====== Available data ======
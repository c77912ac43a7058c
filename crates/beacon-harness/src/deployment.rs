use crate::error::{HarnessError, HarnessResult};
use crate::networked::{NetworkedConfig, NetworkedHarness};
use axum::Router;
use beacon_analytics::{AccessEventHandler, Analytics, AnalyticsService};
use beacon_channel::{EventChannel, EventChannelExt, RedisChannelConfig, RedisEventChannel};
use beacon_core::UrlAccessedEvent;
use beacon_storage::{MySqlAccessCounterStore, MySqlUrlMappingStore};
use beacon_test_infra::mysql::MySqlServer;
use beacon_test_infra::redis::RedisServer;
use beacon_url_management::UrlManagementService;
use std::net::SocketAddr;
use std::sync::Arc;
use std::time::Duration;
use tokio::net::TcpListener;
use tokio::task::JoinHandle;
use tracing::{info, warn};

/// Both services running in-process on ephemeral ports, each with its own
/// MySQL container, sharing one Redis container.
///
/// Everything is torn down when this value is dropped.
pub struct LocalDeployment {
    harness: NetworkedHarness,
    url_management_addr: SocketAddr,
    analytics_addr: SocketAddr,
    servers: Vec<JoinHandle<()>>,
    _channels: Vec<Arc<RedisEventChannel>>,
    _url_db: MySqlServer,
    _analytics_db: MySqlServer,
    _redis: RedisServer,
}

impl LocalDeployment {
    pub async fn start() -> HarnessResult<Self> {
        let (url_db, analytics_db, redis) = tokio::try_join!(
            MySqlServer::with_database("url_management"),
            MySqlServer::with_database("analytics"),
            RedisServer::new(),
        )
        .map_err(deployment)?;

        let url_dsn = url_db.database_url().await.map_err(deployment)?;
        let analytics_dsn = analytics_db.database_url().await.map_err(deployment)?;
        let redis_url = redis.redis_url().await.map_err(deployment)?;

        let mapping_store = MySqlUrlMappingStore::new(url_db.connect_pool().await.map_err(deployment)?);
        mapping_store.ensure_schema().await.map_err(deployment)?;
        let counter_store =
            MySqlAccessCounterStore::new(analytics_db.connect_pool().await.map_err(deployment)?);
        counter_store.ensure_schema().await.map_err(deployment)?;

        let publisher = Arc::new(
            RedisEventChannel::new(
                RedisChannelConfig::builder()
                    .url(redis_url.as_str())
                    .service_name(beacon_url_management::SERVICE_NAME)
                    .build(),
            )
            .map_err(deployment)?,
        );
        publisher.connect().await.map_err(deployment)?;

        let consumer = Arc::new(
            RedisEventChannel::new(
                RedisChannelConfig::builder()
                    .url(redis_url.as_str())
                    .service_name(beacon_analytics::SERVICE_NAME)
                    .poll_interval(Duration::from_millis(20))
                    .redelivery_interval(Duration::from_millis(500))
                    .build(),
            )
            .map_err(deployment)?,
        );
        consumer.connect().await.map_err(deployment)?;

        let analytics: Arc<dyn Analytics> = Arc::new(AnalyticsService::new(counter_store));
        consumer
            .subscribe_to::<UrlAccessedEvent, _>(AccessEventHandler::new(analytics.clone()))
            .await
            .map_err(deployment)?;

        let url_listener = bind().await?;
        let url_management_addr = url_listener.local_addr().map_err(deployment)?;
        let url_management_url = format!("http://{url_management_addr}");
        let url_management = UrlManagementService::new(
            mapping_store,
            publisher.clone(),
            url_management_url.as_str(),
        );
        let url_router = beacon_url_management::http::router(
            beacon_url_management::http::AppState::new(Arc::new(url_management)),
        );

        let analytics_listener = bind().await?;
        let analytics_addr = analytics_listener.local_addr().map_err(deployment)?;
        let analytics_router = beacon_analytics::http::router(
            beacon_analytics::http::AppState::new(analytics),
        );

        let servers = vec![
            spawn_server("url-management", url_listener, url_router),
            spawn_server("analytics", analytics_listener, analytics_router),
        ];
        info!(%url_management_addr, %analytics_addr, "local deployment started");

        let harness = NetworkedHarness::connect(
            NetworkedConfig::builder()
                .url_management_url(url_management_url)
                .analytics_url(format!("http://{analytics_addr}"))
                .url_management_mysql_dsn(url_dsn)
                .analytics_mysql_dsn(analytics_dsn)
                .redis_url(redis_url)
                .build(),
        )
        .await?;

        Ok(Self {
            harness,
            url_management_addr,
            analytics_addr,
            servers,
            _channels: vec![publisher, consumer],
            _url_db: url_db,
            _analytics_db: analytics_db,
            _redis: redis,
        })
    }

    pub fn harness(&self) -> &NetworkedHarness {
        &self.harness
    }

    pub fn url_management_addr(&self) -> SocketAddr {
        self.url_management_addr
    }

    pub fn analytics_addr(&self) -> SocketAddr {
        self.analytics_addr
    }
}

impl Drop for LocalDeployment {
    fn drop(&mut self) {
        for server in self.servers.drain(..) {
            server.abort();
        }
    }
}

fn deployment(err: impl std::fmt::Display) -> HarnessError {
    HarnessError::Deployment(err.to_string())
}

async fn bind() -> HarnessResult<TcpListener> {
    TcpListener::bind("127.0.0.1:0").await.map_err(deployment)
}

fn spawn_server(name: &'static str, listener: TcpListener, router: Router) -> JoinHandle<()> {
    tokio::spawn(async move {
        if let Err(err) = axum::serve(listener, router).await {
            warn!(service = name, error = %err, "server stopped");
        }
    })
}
======
Task instructions.
Note every line above where the string "impl" shows up, and copy those lines.

Written solution.
impl LocalDeployment {
impl Drop for LocalDeployment {
fn deployment(err: impl std::fmt::Display) -> HarnessError {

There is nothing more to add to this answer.